## Record set

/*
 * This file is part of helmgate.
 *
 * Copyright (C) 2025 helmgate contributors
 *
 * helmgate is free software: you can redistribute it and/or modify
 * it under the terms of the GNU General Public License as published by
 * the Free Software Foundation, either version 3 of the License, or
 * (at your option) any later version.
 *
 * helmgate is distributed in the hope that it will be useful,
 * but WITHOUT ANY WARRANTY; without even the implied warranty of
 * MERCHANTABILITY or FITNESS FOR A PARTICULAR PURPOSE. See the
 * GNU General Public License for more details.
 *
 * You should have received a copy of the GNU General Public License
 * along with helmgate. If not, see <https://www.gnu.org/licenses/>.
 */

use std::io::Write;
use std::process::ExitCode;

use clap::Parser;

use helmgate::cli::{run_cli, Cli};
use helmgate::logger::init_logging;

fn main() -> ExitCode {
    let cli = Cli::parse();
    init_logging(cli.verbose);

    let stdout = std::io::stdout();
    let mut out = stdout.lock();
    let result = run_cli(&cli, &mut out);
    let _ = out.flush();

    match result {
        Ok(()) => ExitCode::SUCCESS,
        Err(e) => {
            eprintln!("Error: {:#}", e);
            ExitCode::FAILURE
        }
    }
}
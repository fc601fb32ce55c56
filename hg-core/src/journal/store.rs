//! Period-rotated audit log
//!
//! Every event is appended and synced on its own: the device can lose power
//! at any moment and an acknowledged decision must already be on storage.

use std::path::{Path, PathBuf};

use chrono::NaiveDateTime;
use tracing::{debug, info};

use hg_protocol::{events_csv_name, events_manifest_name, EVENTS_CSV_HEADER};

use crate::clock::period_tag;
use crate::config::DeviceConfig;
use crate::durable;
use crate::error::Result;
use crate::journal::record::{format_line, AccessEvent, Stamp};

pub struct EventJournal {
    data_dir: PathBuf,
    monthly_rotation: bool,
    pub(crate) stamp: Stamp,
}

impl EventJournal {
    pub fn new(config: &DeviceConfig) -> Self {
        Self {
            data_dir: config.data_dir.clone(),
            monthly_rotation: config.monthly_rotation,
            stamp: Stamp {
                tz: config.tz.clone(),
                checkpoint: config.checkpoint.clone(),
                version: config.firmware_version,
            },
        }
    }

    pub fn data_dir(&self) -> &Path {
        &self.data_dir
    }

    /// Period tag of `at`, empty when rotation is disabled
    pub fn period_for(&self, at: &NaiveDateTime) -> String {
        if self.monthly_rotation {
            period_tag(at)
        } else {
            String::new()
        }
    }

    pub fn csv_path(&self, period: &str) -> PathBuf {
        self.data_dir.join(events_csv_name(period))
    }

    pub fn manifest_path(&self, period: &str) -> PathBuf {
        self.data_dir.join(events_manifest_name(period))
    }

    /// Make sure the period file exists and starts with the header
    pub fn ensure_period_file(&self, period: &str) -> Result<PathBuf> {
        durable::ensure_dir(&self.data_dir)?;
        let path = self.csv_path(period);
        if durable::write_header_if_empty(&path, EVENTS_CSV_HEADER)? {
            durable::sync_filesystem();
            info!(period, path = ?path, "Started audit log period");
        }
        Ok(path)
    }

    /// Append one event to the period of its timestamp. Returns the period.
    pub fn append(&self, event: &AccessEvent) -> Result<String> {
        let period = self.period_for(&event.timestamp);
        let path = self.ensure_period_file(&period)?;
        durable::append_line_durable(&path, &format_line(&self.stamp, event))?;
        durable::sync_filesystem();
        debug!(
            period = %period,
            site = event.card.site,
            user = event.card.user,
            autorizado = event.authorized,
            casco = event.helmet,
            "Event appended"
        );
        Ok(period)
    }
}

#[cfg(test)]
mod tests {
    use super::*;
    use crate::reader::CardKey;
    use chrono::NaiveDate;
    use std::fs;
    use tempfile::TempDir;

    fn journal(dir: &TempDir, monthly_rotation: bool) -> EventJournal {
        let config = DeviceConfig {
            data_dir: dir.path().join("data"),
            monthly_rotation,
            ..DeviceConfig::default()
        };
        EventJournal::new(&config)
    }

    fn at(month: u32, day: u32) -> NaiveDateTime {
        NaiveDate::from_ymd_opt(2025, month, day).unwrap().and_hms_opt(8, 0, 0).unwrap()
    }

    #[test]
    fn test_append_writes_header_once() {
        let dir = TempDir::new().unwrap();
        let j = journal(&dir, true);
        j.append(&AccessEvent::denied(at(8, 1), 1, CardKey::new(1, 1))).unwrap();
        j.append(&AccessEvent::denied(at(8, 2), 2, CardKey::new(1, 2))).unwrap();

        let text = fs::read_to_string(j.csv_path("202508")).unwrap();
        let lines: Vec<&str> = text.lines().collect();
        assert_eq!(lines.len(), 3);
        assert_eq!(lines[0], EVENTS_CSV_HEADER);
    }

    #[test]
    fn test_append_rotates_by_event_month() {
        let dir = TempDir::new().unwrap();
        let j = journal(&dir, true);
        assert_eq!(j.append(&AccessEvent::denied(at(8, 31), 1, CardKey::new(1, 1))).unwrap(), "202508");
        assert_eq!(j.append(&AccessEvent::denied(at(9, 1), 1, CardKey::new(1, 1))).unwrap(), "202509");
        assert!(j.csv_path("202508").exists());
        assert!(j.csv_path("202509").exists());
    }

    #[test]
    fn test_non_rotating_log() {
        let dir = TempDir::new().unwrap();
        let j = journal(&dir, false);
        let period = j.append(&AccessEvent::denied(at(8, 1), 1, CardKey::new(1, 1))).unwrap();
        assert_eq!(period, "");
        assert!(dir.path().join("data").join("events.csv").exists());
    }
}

* * *

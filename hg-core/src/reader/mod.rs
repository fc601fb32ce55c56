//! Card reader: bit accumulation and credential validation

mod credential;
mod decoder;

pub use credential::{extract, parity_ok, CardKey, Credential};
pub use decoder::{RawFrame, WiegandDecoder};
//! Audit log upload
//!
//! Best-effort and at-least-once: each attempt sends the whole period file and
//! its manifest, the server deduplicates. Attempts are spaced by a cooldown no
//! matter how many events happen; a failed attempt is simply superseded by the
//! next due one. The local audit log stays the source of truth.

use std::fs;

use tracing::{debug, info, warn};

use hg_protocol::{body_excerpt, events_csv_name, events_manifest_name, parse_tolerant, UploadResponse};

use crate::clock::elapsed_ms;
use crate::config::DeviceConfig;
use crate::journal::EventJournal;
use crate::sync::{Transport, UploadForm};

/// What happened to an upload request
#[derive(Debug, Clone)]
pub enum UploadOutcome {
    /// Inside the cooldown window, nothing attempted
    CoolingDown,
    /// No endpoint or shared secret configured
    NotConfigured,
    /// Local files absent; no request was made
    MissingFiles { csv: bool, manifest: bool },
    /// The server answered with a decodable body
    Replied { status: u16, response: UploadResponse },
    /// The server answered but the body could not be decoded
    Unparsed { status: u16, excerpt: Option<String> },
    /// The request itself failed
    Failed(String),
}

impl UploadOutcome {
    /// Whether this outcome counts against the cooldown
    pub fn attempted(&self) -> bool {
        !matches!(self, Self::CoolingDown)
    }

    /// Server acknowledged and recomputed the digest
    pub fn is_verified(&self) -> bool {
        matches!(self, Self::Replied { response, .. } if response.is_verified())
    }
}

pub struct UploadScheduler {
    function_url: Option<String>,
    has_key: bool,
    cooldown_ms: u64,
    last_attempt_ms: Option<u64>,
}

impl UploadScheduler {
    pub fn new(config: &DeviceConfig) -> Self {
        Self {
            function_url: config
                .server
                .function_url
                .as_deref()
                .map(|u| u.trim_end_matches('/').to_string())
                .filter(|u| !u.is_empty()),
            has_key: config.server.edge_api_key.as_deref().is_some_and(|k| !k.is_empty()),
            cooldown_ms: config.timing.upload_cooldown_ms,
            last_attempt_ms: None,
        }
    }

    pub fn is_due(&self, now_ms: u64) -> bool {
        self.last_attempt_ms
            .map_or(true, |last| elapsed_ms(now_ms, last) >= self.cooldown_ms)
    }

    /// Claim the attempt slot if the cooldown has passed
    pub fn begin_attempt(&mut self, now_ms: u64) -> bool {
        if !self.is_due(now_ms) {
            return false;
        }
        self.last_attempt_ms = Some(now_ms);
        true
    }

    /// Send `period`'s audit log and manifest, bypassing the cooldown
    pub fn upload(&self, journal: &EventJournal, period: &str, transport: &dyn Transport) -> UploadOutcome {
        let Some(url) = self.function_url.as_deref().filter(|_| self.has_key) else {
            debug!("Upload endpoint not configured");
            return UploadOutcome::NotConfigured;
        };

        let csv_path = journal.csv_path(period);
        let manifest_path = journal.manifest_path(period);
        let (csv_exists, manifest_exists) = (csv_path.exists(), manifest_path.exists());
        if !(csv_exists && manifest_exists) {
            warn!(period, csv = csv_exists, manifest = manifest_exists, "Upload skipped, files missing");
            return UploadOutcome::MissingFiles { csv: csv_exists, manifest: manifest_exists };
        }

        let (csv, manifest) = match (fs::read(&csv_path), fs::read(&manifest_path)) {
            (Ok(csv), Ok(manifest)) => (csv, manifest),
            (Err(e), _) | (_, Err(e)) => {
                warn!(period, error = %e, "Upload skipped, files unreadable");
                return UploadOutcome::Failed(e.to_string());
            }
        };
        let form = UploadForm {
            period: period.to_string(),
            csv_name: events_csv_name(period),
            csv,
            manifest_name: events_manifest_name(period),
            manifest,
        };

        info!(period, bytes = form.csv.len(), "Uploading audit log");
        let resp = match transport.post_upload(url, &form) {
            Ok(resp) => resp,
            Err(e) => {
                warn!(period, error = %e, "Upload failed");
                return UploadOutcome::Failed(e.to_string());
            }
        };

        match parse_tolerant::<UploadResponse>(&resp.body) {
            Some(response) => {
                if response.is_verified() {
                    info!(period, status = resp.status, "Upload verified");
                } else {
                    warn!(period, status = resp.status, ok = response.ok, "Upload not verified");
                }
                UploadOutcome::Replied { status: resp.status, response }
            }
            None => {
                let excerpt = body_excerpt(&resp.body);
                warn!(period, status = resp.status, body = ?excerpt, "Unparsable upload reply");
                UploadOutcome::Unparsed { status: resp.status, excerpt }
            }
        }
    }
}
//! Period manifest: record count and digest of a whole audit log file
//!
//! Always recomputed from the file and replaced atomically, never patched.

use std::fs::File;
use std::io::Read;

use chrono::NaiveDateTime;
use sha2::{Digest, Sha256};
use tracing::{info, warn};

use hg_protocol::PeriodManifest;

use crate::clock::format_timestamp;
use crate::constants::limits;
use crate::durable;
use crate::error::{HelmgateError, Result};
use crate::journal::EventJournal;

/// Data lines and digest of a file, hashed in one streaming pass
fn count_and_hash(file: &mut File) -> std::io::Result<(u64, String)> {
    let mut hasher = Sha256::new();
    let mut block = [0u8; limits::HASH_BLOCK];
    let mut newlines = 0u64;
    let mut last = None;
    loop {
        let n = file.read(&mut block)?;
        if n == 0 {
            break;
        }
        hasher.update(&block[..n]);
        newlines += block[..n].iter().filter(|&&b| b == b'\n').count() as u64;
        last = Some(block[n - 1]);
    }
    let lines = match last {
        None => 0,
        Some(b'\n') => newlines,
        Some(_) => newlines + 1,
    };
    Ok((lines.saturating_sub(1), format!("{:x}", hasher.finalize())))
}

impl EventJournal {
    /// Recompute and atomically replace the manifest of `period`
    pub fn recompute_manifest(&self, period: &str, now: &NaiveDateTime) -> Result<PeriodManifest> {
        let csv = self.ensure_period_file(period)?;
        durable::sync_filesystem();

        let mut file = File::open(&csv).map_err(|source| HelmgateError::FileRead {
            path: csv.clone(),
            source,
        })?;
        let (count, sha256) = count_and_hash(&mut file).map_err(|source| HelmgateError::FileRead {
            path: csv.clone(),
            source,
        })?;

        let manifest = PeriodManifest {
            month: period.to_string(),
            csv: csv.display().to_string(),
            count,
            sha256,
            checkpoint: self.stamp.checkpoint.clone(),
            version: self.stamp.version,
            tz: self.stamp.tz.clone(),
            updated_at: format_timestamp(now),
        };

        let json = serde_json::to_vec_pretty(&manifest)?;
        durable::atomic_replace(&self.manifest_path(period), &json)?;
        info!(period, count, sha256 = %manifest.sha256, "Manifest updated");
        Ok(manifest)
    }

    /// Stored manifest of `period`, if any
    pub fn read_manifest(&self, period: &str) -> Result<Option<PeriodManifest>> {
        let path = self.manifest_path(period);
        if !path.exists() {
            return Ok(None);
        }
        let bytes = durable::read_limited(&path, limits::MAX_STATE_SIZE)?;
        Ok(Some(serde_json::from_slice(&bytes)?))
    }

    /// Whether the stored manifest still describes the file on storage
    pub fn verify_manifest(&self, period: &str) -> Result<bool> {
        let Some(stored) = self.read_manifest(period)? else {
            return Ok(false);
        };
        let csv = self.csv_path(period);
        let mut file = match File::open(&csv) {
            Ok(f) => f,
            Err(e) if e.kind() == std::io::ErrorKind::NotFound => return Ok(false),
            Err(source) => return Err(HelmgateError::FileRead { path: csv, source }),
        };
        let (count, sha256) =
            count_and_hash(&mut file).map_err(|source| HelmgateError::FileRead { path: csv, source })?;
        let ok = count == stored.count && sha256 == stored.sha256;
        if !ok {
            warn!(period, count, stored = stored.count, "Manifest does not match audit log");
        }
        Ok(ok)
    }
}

## Exercise objective
Look above for the line holding "request was made", then set down exactly that line and every line after it up to and including the line holding "u16, excerpt: Option<String>", with nothing else.

## Response area
    /// Local files absent; no request was made
    MissingFiles { csv: bool, manifest: bool },
    /// The server answered with a decodable body
    Replied { status: u16, response: UploadResponse },
    /// The server answered but the body could not be decoded
    Unparsed { status: u16, excerpt: Option<String> },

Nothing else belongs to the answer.